As the name suggests, it will handle collisions by probing; in other words, go look for a free spot/key in the array.

GenericHashers.h:
A set of classes that can be used to compute the hash value.

DefaultGrower.h:
Holds the default implementation of a Grower class that holds a fairly small list of prime numbers. It will return a new, bigger, size if less than 10% of the slots are free.

The demo source (demo.zip)

TestHash.cpp
The demo is a simple console application that tests that the various hash tables work, illustrating things such as...

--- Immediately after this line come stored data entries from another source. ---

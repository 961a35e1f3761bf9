//! MIFARE Ultralight read engine
//!
//! Ultralight tags carry no sectors and need no authentication. A Read
//! command returns 16 bytes (four pages at once), so the sixteen pages
//! are fetched as four page groups. There is no recovery path: the first
//! failed read ends the operation, and no re-selection is attempted.

use nfcdump_core::{MifareCommand, ProgressEvent, ProgressObserver, Reader};
use tracing::{debug, warn};

use crate::error::{BlockOp, Error, Result};
use crate::image::{BLOCK_SIZE, PAGE_SIZE, ULTRALIGHT_PAGES, UltralightImage};

/// Pages per read unit: one Read command returns four pages.
const PAGES_PER_READ: usize = BLOCK_SIZE / PAGE_SIZE;

/// Read all sixteen pages of an Ultralight tag into `image`.
///
/// The observer gets one tick per page (four per successful group, none
/// for a failed one) and the accumulated tally on every exit.
pub fn read_card<R: Reader>(
    reader: &mut R,
    image: &mut UltralightImage,
    observer: &mut dyn ProgressObserver,
) -> Result<()> {
    let total = ULTRALIGHT_PAGES as u32;
    let mut read_pages = 0u32;

    debug!("reading {total} pages");
    let result = read_loop(reader, image, observer, &mut read_pages);
    observer.report(ProgressEvent::Summary {
        done: read_pages,
        total,
    });
    if result.is_ok() {
        debug!("done, {read_pages} of {total} pages read");
    }
    result
}

fn read_loop<R: Reader>(
    reader: &mut R,
    image: &mut UltralightImage,
    observer: &mut dyn ProgressObserver,
    read_pages: &mut u32,
) -> Result<()> {
    for group in 0..(ULTRALIGHT_PAGES / PAGES_PER_READ) {
        let page = (group * PAGES_PER_READ) as u8;

        // Try to read out the page group
        match reader.mifare_command(page, MifareCommand::Read) {
            Ok(data) if data.len() == BLOCK_SIZE => {
                let mut unit = [0u8; BLOCK_SIZE];
                unit.copy_from_slice(&data);
                image.set_page_group(page, &unit);
            }
            _ => {
                warn!("unable to read pages {page}..={}", page + 3);
                return Err(Error::BlockIo {
                    op: BlockOp::Read,
                    block: page,
                });
            }
        }

        for _ in 0..PAGES_PER_READ {
            observer.report(ProgressEvent::BlockOk);
            *read_pages += 1;
        }
    }
    Ok(())
}
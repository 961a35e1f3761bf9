//! Shared mock reader for the engine test suites
#![allow(dead_code)]

use std::collections::HashMap;

use nfcdump_core::{Bytes, MifareCommand, Modulation, Property, Reader, ReaderError, Target, Uid};

/// One recorded reader interaction.
#[derive(Debug, Clone, PartialEq, Eq)]
pub enum Call {
    /// Passive selection, with the UID filter the caller passed.
    Select { uid: Option<Vec<u8>> },
    /// Raw transceive.
    Transceive { tx: Vec<u8> },
    /// Authentication attempt.
    Auth { block: u8, opcode: u8, key: [u8; 6] },
    /// Block read.
    Read { block: u8 },
    /// Block write.
    Write { block: u8, data: [u8; 16] },
    /// Property change.
    Property { property: Property, enabled: bool },
}

/// Scripted reader for the engine tests.
///
/// Behavior is controlled by a handful of knobs; every interaction is
/// recorded in `calls` for assertions.
#[derive(Debug)]
pub struct MockReader {
    /// Target returned by successful selections.
    pub target: Target,
    /// Every interaction, in order.
    pub calls: Vec<Call>,
    /// Card content served to reads and updated by writes.
    pub memory: HashMap<u8, [u8; 16]>,
    /// Blocks whose reads fail.
    pub failing_reads: Vec<u8>,
    /// Blocks whose writes fail.
    pub failing_writes: Vec<u8>,
    /// Keys accepted during authentication; empty accepts every key.
    pub accepted_keys: Vec<[u8; 6]>,
    /// Refuse every authentication attempt.
    pub refuse_auth: bool,
    /// Fail passive selection, as if the tag left the field.
    pub fail_select: bool,
    /// Answer to a RATS probe; `None` means the tag stays silent.
    pub ats: Option<Vec<u8>>,
    /// Fail attempts to toggle the RF field.
    pub fail_field_toggle: bool,
}

impl MockReader {
    pub fn new(target: Target) -> Self {
        Self {
            target,
            calls: Vec::new(),
            memory: HashMap::new(),
            failing_reads: Vec::new(),
            failing_writes: Vec::new(),
            accepted_keys: Vec::new(),
            refuse_auth: false,
            fail_select: false,
            ats: None,
            fail_field_toggle: false,
        }
    }

    /// A MIFARE Classic 1K tag with a single size UID.
    pub fn classic_1k() -> Self {
        Self::new(Target {
            uid: Uid::from([0x01, 0x23, 0x45, 0x67]),
            atqa: [0x00, 0x04],
            sak: 0x08,
        })
    }

    /// A MIFARE Ultralight tag with a double size UID.
    pub fn ultralight() -> Self {
        Self::new(Target {
            uid: Uid::new(&[0x04, 0xA1, 0xB2, 0xC3, 0xD4, 0xE5, 0xF6]).unwrap(),
            atqa: [0x00, 0x44],
            sak: 0x00,
        })
    }

    /// Fill blocks `0..=last_block` with a recognizable per-block pattern.
    pub fn fill_pattern(&mut self, last_block: u8) {
        for block in 0..=last_block {
            self.memory.insert(block, [block; 16]);
        }
    }

    /// The write calls recorded so far, in order.
    pub fn written_blocks(&self) -> Vec<u8> {
        self.calls
            .iter()
            .filter_map(|call| match call {
                Call::Write { block, .. } => Some(*block),
                _ => None,
            })
            .collect()
    }

    /// The auth attempts recorded so far, as `(block, key)` pairs.
    pub fn auth_attempts(&self) -> Vec<(u8, [u8; 6])> {
        self.calls
            .iter()
            .filter_map(|call| match call {
                Call::Auth { block, key, .. } => Some((*block, *key)),
                _ => None,
            })
            .collect()
    }
}

impl Reader for MockReader {
    fn select_passive_target(
        &mut self,
        _modulation: Modulation,
        uid: Option<&[u8]>,
    ) -> Result<Target, ReaderError> {
        self.calls.push(Call::Select {
            uid: uid.map(<[u8]>::to_vec),
        });
        if self.fail_select {
            Err(ReaderError::NoTarget)
        } else {
            Ok(self.target)
        }
    }

    fn do_transceive_raw(&mut self, tx: &[u8]) -> Result<Bytes, ReaderError> {
        self.calls.push(Call::Transceive { tx: tx.to_vec() });
        match &self.ats {
            Some(ats) => Ok(Bytes::copy_from_slice(ats)),
            None => Err(ReaderError::Transceive),
        }
    }

    fn mifare_command(
        &mut self,
        block: u8,
        command: MifareCommand<'_>,
    ) -> Result<Bytes, ReaderError> {
        match command {
            MifareCommand::AuthenticateA { key, .. } | MifareCommand::AuthenticateB { key, .. } => {
                self.calls.push(Call::Auth {
                    block,
                    opcode: command.opcode(),
                    key: *key,
                });
                let accepted = !self.refuse_auth
                    && (self.accepted_keys.is_empty() || self.accepted_keys.contains(key));
                if accepted {
                    Ok(Bytes::new())
                } else {
                    Err(ReaderError::Transceive)
                }
            }
            MifareCommand::Read => {
                self.calls.push(Call::Read { block });
                if self.failing_reads.contains(&block) {
                    Err(ReaderError::Transceive)
                } else {
                    let data = self.memory.get(&block).copied().unwrap_or([0u8; 16]);
                    Ok(Bytes::copy_from_slice(&data))
                }
            }
            MifareCommand::Write(data) => {
                self.calls.push(Call::Write { block, data: *data });
                if self.failing_writes.contains(&block) {
                    Err(ReaderError::Transceive)
                } else {
                    self.memory.insert(block, *data);
                    Ok(Bytes::new())
                }
            }
        }
    }

    fn set_property(&mut self, property: Property, enabled: bool) -> Result<(), ReaderError> {
        self.calls.push(Call::Property { property, enabled });
        if self.fail_field_toggle && property == Property::ActivateField {
            Err(ReaderError::Property(property))
        } else {
            Ok(())
        }
    }
}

  • ...how to reuse the generic hasher classes for other Key types.
  • ...how to use another HashTable as Collection.
  • ...tow to use your own, customized, template parameters.

Check its source to find out more.

Enjoy!



Downloads

Comments

  • The Crucial Element In order to rule the mizuno-scene Is Pretty Simple and easy!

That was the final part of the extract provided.